→ **WORK TO BE COMPLETED**
Return, exactly as written, every line from the first line of the data below through the line that contains "pub enum Error".

--- START ---

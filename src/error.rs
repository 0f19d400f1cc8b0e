use crate::device::Subsystem;
use thiserror::Error;

/// Errors that can occur when opening or talking to a device.
///
/// Synchronous operations return these directly. Failures of a running
/// read loop never show up here; they reach the read callback as a call
/// without a buffer.
#[derive(Error, Debug)]
pub enum Error {
    /// Error from the underlying HID API layer.
    #[error("HID API error: {0}")]
    Hid(#[from] hidapi::HidError),
    /// Error from libusb.
    #[error("libusb error: {0}")]
    Usb(#[from] rusb::Error),
    /// General I/O error (e.g. while reading sysfs attributes).
    #[error("I/O error: {0}")]
    Io(#[from] std::io::Error),
    /// A backend library or the mainloop registration could not be set up.
    /// The host cannot continue without a working helper.
    #[error("Initialization failed: {0}")]
    Initialization(String),
    /// Memory for a buffer or transfer could not be allocated.
    #[error("Out of memory: {0}")]
    Allocation(String),
    /// The bus/address pair resolved from a path is not currently attached.
    #[error("Device {address} on bus {bus} not found")]
    DeviceNotFound {
        /// USB bus number.
        bus: u8,
        /// Device address on that bus.
        address: u8,
    },
    /// The USB bus/address pair could not be determined from a path.
    #[error("Failed to determine device address for '{path}': {message}")]
    AddressResolution {
        /// The path that was being resolved.
        path: String,
        /// Additional error details.
        message: String,
    },
    /// Operation not available for the subsystem the handle was opened with.
    #[error("{operation} is not supported on {subsystem} devices")]
    UnsupportedOperation {
        /// Name of the attempted operation.
        operation: &'static str,
        /// Subsystem of the handle.
        subsystem: Subsystem,
    },
    /// The API was used against its contract (e.g. closing a handle twice).
    #[error("Misuse: {0}")]
    Misuse(String),
    /// A hidapi request addressed an interface other than the one the
    /// device was opened for.
    #[error("Request for interface {requested} on a device opened for interface {opened:?}")]
    InterfaceMismatch {
        /// Interface index recorded when the device was opened.
        opened: Option<u8>,
        /// Interface index the request was addressed to.
        requested: u16,
    },
    /// Provided buffer is smaller than required for the operation.
    #[error("Provided buffer is too small (expected at least {expected}, got {actual})")]
    BufferTooSmall {
        /// Minimum required buffer size.
        expected: usize,
        /// Actual buffer size provided.
        actual: usize,
    },
    /// Requested operation exceeds backend limits.
    #[error("Requested operation size is too large (max {max}, got {actual})")]
    OperationTooLarge {
        /// Maximum allowed size for this operation.
        max: usize,
        /// Actual size requested.
        actual: usize,
    },
    /// Function argument is outside the valid range.
    #[error("Argument out of range: {0}")]
    ArgumentOutOfRange(String),
    /// The mainloop refused to schedule a delayed task.
    #[error("Mainloop refused to schedule {0}")]
    Schedule(&'static str),
}

/// Result type alias for dualhid operations.
pub type Result<T> = std::result::Result<T, Error>;

pub(crate) fn unsupported(operation: &'static str, subsystem: Subsystem) -> Error {
    Error::UnsupportedOperation {
        operation,
        subsystem,
    }
}

pub(crate) fn closed_handle(operation: &str) -> Error {
    Error::Misuse(format!("{} called on a closed device handle", operation))
}
//! Continuous interrupt reads.
//!
//! libusb completes transfers from inside its event processing, where calling
//! back into libusb is not allowed. Completed reads are therefore copied into a
//! FIFO of deliveries and handed to the read callbacks only after event
//! processing has returned, once per mainloop tick.
//!
//! hidapi has no completion model. Its read loops are simulated with one-shot
//! mainloop tasks that drain the device with non-blocking reads and reschedule
//! themselves, delivering straight to the callback.

use crate::config::HelperConfig;
use crate::consts;
use crate::device::{Connection, DeviceHandle, HandleId};
use crate::error::{closed_handle, Error, Result};
use crate::mainloop::Mainloop;
use crate::transfer::ReportPipe;
use crate::usb_transfer;
use crate::UsbHelper;
use log::{debug, error, trace, warn};
use std::cell::{Cell, RefCell};
use std::collections::VecDeque;
use std::mem;
use std::rc::{Rc, Weak};
use std::time::Duration;

/// Read callback: `(device, endpoint number, received bytes)`.
/// `None` means the read loop has failed and ended.
pub type ReadCallback = dyn FnMut(HandleId, u8, Option<&[u8]>);

/// Where a completed read goes.
#[derive(Clone)]
pub(crate) struct Route {
    pub handle: HandleId,
    /// Endpoint number, direction bit cleared.
    pub endpoint: u8,
    callback: Rc<RefCell<ReadCallback>>,
}

impl Route {
    pub(crate) fn new<F>(handle: HandleId, endpoint: u8, callback: F) -> Self
    where
        F: FnMut(HandleId, u8, Option<&[u8]>) + 'static,
    {
        Route {
            handle,
            endpoint: endpoint & !consts::ENDPOINT_DIR_MASK,
            callback: Rc::new(RefCell::new(callback)),
        }
    }

    pub(crate) fn deliver(&self, data: Option<&[u8]>) {
        match self.callback.try_borrow_mut() {
            Ok(mut callback) => (&mut *callback)(self.handle, self.endpoint, data),
            Err(_) => error!(
                "Read callback of {} endpoint {} re-entered itself; delivery dropped",
                self.handle, self.endpoint
            ),
        }
    }
}

/// A completed read waiting for the next drain.
struct Delivery {
    route: Route,
    payload: Option<Vec<u8>>,
}

/// A submitted interrupt transfer, as seen from its completion handler.
pub(crate) trait InterruptTransfer {
    /// Bytes received by the completed transfer.
    fn received(&self) -> &[u8];
    /// Submits the transfer again for the next read.
    fn resubmit(&mut self) -> Result<()>;
}

/// What a completion did to its read loop.
#[derive(Debug, Clone, Copy, PartialEq, Eq)]
pub(crate) enum LoopStatus {
    /// The transfer was resubmitted; the loop keeps running.
    Armed,
    /// The loop ended; the transfer must be released.
    Ended,
}

/// Delivery queue shared by every libusb read loop of one helper.
pub(crate) struct Scheduler {
    queue: RefCell<VecDeque<Delivery>>,
    processing: Cell<bool>,
    closed: Cell<bool>,
    #[cfg(test)]
    fail_next_alloc: Cell<bool>,
}

/// Marks libusb event processing as running until dropped.
pub(crate) struct EventsGuard<'a> {
    processing: &'a Cell<bool>,
}

impl Drop for EventsGuard<'_> {
    fn drop(&mut self) {
        self.processing.set(false);
    }
}

impl Scheduler {
    pub(crate) fn new(capacity: usize) -> Self {
        Scheduler {
            queue: RefCell::new(VecDeque::with_capacity(capacity)),
            processing: Cell::new(false),
            closed: Cell::new(false),
            #[cfg(test)]
            fail_next_alloc: Cell::new(false),
        }
    }

    /// Number of deliveries waiting for the next drain.
    pub(crate) fn pending(&self) -> usize {
        self.queue.borrow().len()
    }

    /// Drops every queued delivery and stops all later ones.
    /// Returns the number of deliveries dropped.
    pub(crate) fn close(&self) -> usize {
        self.closed.set(true);
        let mut queue = self.queue.borrow_mut();
        let dropped = queue.len();
        queue.clear();
        dropped
    }

    /// Enters event processing. Returns `None` if it is already running.
    pub(crate) fn begin_events(&self) -> Option<EventsGuard<'_>> {
        if self.processing.replace(true) {
            return None;
        }
        Some(EventsGuard {
            processing: &self.processing,
        })
    }

    /// Handles one completed transfer of the loop described by `route`.
    ///
    /// Runs inside libusb event processing, so nothing here calls a read
    /// callback, except on allocation failure: the loop is then torn down,
    /// the undelivered reads of the same device are discarded and the
    /// callback is told right away.
    pub(crate) fn complete(&self, route: &Route, transfer: &mut dyn InterruptTransfer) -> LoopStatus {
        if self.closed.get() {
            debug!(
                "Read from {} endpoint {} completed after close; loop ended",
                route.handle, route.endpoint
            );
            return LoopStatus::Ended;
        }
        let mut queue = self.queue.borrow_mut();
        // Room for the data and for a failure record, so that the second
        // push below cannot fail.
        if queue.try_reserve(2).is_err() {
            drop(queue);
            return self.abandon(route);
        }
        let Some(payload) = self.copy_payload(transfer.received()) else {
            drop(queue);
            return self.abandon(route);
        };

        trace!(
            "Queued {} bytes from {} endpoint {}",
            payload.len(),
            route.handle,
            route.endpoint
        );
        queue.push_back(Delivery {
            route: route.clone(),
            payload: Some(payload),
        });

        match transfer.resubmit() {
            Ok(()) => LoopStatus::Armed,
            Err(e) => {
                error!(
                    "Failed to resubmit read on {} endpoint {}: {}",
                    route.handle, route.endpoint, e
                );
                queue.push_back(Delivery {
                    route: route.clone(),
                    payload: None,
                });
                LoopStatus::Ended
            }
        }
    }

    fn abandon(&self, route: &Route) -> LoopStatus {
        error!(
            "Out of memory while queuing read from {} endpoint {}; read loop closed",
            route.handle, route.endpoint
        );
        let discarded = self.discard(route.handle);
        if discarded > 0 {
            debug!("Discarded {} queued read(s) of {}", discarded, route.handle);
        }
        route.deliver(None);
        LoopStatus::Ended
    }

    /// Drops every queued delivery for `handle`. Returns how many were dropped.
    fn discard(&self, handle: HandleId) -> usize {
        let mut queue = self.queue.borrow_mut();
        let before = queue.len();
        queue.retain(|delivery| delivery.route.handle != handle);
        before - queue.len()
    }

    #[cfg(test)]
    fn injected_alloc_failure(&self) -> bool {
        self.fail_next_alloc.take()
    }

    #[cfg(not(test))]
    fn injected_alloc_failure(&self) -> bool {
        false
    }

    fn copy_payload(&self, data: &[u8]) -> Option<Vec<u8>> {
        if self.injected_alloc_failure() {
            return None;
        }
        let mut payload = Vec::new();
        payload.try_reserve_exact(data.len()).ok()?;
        payload.extend_from_slice(data);
        Some(payload)
    }

    /// Hands every queued delivery to its callback, oldest first.
    /// The queue is empty afterwards. Returns the number of deliveries.
    pub(crate) fn drain(&self) -> usize {
        if self.closed.get() {
            return 0;
        }
        let mut batch = mem::take(&mut *self.queue.borrow_mut());
        let count = batch.len();
        for delivery in batch.drain(..) {
            delivery.route.deliver(delivery.payload.as_deref());
        }
        // Keep the allocation for the next tick.
        let mut queue = self.queue.borrow_mut();
        if queue.is_empty() {
            *queue = batch;
        }
        count
    }
}

/// Source of libusb events.
pub(crate) trait EventSource {
    /// Processes pending events, waiting at most `timeout`. Completion
    /// handlers run from inside this call.
    fn handle_events(&self, timeout: Duration) -> Result<()>;
}

impl EventSource for rusb::Context {
    fn handle_events(&self, timeout: Duration) -> Result<()> {
        rusb::UsbContext::handle_events(self, Some(timeout))?;
        Ok(())
    }
}

/// Stops processing events once the owner is gone.
impl<E: EventSource> EventSource for Weak<E> {
    fn handle_events(&self, timeout: Duration) -> Result<()> {
        match self.upgrade() {
            Some(events) => events.handle_events(timeout),
            None => Ok(()),
        }
    }
}

/// The per-tick work registered with the mainloop.
pub(crate) struct EventPump<E> {
    events: E,
    scheduler: Rc<Scheduler>,
    config: HelperConfig,
}

impl<E: EventSource> EventPump<E> {
    pub(crate) fn new(events: E, scheduler: Rc<Scheduler>, config: HelperConfig) -> Self {
        EventPump {
            events,
            scheduler,
            config,
        }
    }

    /// Processes libusb events, then drains the deliveries they produced.
    /// Returns the number of deliveries.
    pub(crate) fn tick(&self, mainloop: &dyn Mainloop) -> usize {
        {
            let Some(_guard) = self.scheduler.begin_events() else {
                warn!("USB event processing re-entered from a read callback; tick skipped");
                return 0;
            };
            let timeout = self.config.event_timeout(mainloop.sleep_time());
            if let Err(e) = self.events.handle_events(timeout) {
                error!("Failed to process USB events: {}", e);
            }
        }
        self.scheduler.drain()
    }
}

/// State of one hidapi read loop, carried from one scheduled poll to the next.
pub(crate) struct HidPoll<R> {
    device: Weak<R>,
    route: Route,
    buffer: Vec<u8>,
    interval: u32,
}

impl<R: ReportPipe + 'static> HidPoll<R> {
    pub(crate) fn new(device: Weak<R>, route: Route, buffer: Vec<u8>, interval: u32) -> Self {
        HidPoll {
            device,
            route,
            buffer,
            interval,
        }
    }

    /// Schedules the next poll. Returns `false` if the mainloop refused it.
    pub(crate) fn schedule(self, mainloop: &mut dyn Mainloop) -> bool {
        let interval = self.interval;
        mainloop.schedule(interval, Box::new(move |mainloop: &mut dyn Mainloop| self.poll(mainloop)))
    }

    fn poll(mut self, mainloop: &mut dyn Mainloop) {
        let Some(device) = self.device.upgrade() else {
            debug!(
                "{} closed; read loop on endpoint {} ended",
                self.route.handle, self.route.endpoint
            );
            return;
        };

        loop {
            match device.read_timeout(&mut self.buffer, 0) {
                Ok(0) => break,
                Ok(n) => {
                    trace!("Read {} bytes from {}", n, self.route.handle);
                    self.route.deliver(Some(&self.buffer[..n]));
                }
                Err(e) => {
                    error!("Read from {} failed: {}", self.route.handle, e);
                    self.route.deliver(None);
                    return;
                }
            }
        }
        drop(device);

        let route = self.route.clone();
        if !self.schedule(mainloop) {
            error!("Failed to reschedule read loop of {}", route.handle);
            route.deliver(None);
        }
    }
}

impl UsbHelper {
    /// Starts reading `endpoint` of `handle` continuously, `length` bytes at
    /// a time.
    ///
    /// `callback` receives every chunk read. For libusb devices it runs from
    /// the mainloop tick after the read completed; for hidapi devices it runs
    /// from the polling task. A call with `None` means the loop has ended and
    /// the device should be treated as disconnected.
    ///
    /// The endpoint is always read in the IN direction. The loop keeps
    /// running until a read fails; close the handle only after that.
    pub fn start_read_loop<F>(
        &self,
        handle: &DeviceHandle,
        mainloop: &mut dyn Mainloop,
        endpoint: u8,
        length: usize,
        callback: F,
    ) -> Result<()>
    where
        F: FnMut(HandleId, u8, Option<&[u8]>) + 'static,
    {
        if length == 0 {
            let e = Error::ArgumentOutOfRange("read length must be at least 1".to_string());
            error!("start_read_loop on {} failed: {}", handle, e);
            return Err(e);
        }

        let mut buffer = Vec::new();
        if buffer.try_reserve_exact(length).is_err() {
            error!("start_read_loop on {}: out of memory", handle);
            return Err(Error::Allocation(format!("{} byte read buffer", length)));
        }
        buffer.resize(length, 0);

        let route = Route::new(handle.id(), endpoint, callback);
        match &handle.connection {
            Connection::Usb(usb) => {
                usb_transfer::start(usb, Rc::clone(&self.scheduler), route, buffer).map_err(|e| {
                    error!("start_read_loop on {} failed: {}", handle, e);
                    e
                })?;
            }
            Connection::Hid(hid) => {
                let poll = HidPoll::new(Rc::downgrade(hid), route, buffer, self.config.poll_interval());
                if !poll.schedule(mainloop) {
                    error!("start_read_loop on {}: mainloop refused the poll task", handle);
                    return Err(Error::Schedule("hidapi read loop"));
                }
            }
            Connection::Closed => {
                let e = closed_handle("start_read_loop");
                warn!("{}", e);
                return Err(e);
            }
        }

        debug!(
            "Read loop started on {} endpoint {} ({} bytes)",
            handle,
            endpoint & !consts::ENDPOINT_DIR_MASK,
            length
        );
        Ok(())
    }
}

--- END ---

→ **REPLY TO THE TASK**
filename src/error.rs
repository 0f19d400f1cc8b0e
use crate::device::Subsystem;
use thiserror::Error;

/// Errors that can occur when opening or talking to a device.
///
/// Synchronous operations return these directly. Failures of a running
/// read loop never show up here; they reach the read callback as a call
/// without a buffer.
#[derive(Error, Debug)]
pub enum Error {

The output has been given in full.